▶ **EXERCISE BRIEF**
Counting only lines that contain the string "Option", how many are there in the data? Say the number alone.

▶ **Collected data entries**
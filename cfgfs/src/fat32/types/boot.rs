// SPDX-License-Identifier: MIT

use zerocopy::{FromBytes, Immutable, IntoBytes, KnownLayout};

use crate::fat32::{constant::*, meta::Fat32Meta};

#[derive(IntoBytes, FromBytes, KnownLayout, Immutable, Copy, Clone, Debug)]
#[repr(C, packed)]
pub struct Fat32Vbr {
    pub jump_boot: [u8; 3],
    pub oem_name: [u8; 8],
    pub bytes_per_sector: u16,
    pub sectors_per_cluster: u8,
    pub reserved_sectors: u16,
    pub num_fats: u8,
    pub root_entry_count: u16,
    pub total_sectors_16: u16,
    pub media: u8,
    pub fat_size_16: u16,
    pub sectors_per_track: u16,
    pub num_heads: u16,
    pub hidden_sectors: u32,
    pub total_sectors_32: u32,

    // FAT32 Extended BPB
    pub fat_size_32: u32,
    pub ext_flags: u16,
    pub fs_version: u16,
    pub root_cluster: u32,
    pub fsinfo_sector: u16,
    pub backup_boot_sector: u16,
    pub reserved: [u8; 12],

    pub drive_number: u8,
    pub reserved1: u8,
    pub boot_signature: u8,
    pub volume_id: u32,
    pub volume_label: [u8; 11],
    pub fs_type: [u8; 8],

    pub boot_code: [u8; 420],
    pub signature: u16,
}

impl Fat32Vbr {
    pub fn from_meta(meta: &Fat32Meta) -> Self {
        Self {
            jump_boot: FAT_JUMP_BOOT,
            oem_name: *FAT_OEM_NAME,
            bytes_per_sector: meta.bytes_per_sector,
            sectors_per_cluster: meta.sectors_per_cluster,
            reserved_sectors: meta.reserved_sectors,
            num_fats: meta.num_fats,
            // both zero: this is what marks the volume as FAT32
            root_entry_count: 0,
            total_sectors_16: 0,
            media: FAT_MEDIA_DESCRIPTOR,
            fat_size_16: 0,
            sectors_per_track: FAT_SECTORS_PER_TRACK,
            num_heads: FAT_HEADS,
            hidden_sectors: 0,
            total_sectors_32: meta.volume_size_sectors,
            fat_size_32: meta.fat_size_sectors,
            ext_flags: 0,
            fs_version: 0,
            root_cluster: meta.root_cluster,
            fsinfo_sector: FAT_FSINFO_SECTOR as u16,
            backup_boot_sector: FAT_VBR_BACKUP_SECTOR as u16,
            reserved: [0u8; 12],
            drive_number: FAT_DRIVE_NUMBER,
            reserved1: 0,
            boot_signature: FAT_BOOT_SIGNATURE,
            volume_id: meta.volume_id,
            volume_label: meta.volume_label,
            fs_type: *FAT_FS_TYPE,
            boot_code: [0u8; 420],
            signature: FAT_SIGNATURE,
        }
    }
}

#[derive(IntoBytes, FromBytes, KnownLayout, Immutable, Copy, Clone, Debug)]
#[repr(C, packed)]
pub struct Fat32FsInfo {
    pub lead_signature: [u8; 4],
    pub reserved1: [u8; 480],
    pub struct_signature: [u8; 4],
    pub free_cluster_count: u32,
    pub next_free_cluster: u32,
    pub reserved2: [u8; 12],
    pub trail_signature: [u8; 4],
}

impl Fat32FsInfo {
    pub fn new(free_cluster_count: Option<u32>, next_free_cluster: u32) -> Self {
        Self {
            lead_signature: *FAT_FSINFO_LEAD_SIGNATURE,
            reserved1: [0u8; 480],
            struct_signature: *FAT_FSINFO_STRUCT_SIGNATURE,
            free_cluster_count: free_cluster_count.unwrap_or(FAT_FSINFO_UNKNOWN),
            next_free_cluster,
            reserved2: [0u8; 12],
            trail_signature: *FAT_FSINFO_TRAIL_SIGNATURE,
        }
    }

    pub fn is_valid(&self) -> bool {
        self.lead_signature == *FAT_FSINFO_LEAD_SIGNATURE
            && self.struct_signature == *FAT_FSINFO_STRUCT_SIGNATURE
            && self.trail_signature == *FAT_FSINFO_TRAIL_SIGNATURE
    }

    /// Free count, if recorded and plausible for `cluster_count` clusters.
    pub fn free_clusters(&self, cluster_count: u32) -> Option<u32> {
        let free = self.free_cluster_count;
        (self.is_valid() && free != FAT_FSINFO_UNKNOWN && free <= cluster_count).then_some(free)
    }
}

#[cfg(test)]
mod tests {
    use super::*;

    #[test]
    fn sector_sized_structures() {
        assert_eq!(core::mem::size_of::<Fat32Vbr>(), 512);
        assert_eq!(core::mem::size_of::<Fat32FsInfo>(), 512);
    }

    #[test]
    fn signatures_at_their_offsets() {
        let meta = Fat32Meta::new_custom(10 << 20, *b"CONFIG-2   ", 7, 512).unwrap();
        let vbr = Fat32Vbr::from_meta(&meta);
        let raw = vbr.as_bytes();
        assert_eq!(&raw[510..512], &[0x55, 0xAA]);
        assert_eq!(&raw[82..90], b"FAT32   ");
        assert_eq!(&raw[71..82], b"CONFIG-2   ");
        // BPB_FATSz16 and BPB_FATSz32
        assert_eq!(&raw[22..24], &[0, 0]);
        assert_eq!(&raw[36..40], &meta.fat_size_sectors.to_le_bytes());

        let info = Fat32FsInfo::new(Some(12), 3);
        let raw = info.as_bytes();
        assert_eq!(&raw[0..4], b"RRaA");
        assert_eq!(&raw[484..488], b"rrAa");
        assert_eq!(&raw[488..492], &12u32.to_le_bytes());
        assert_eq!(&raw[508..512], &[0x00, 0x00, 0x55, 0xAA]);
        assert_eq!(info.free_clusters(20), Some(12));
        assert_eq!(info.free_clusters(10), None);
        assert_eq!(Fat32FsInfo::new(None, 3).free_clusters(20), None);
    }
}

▶ **REPLY**
2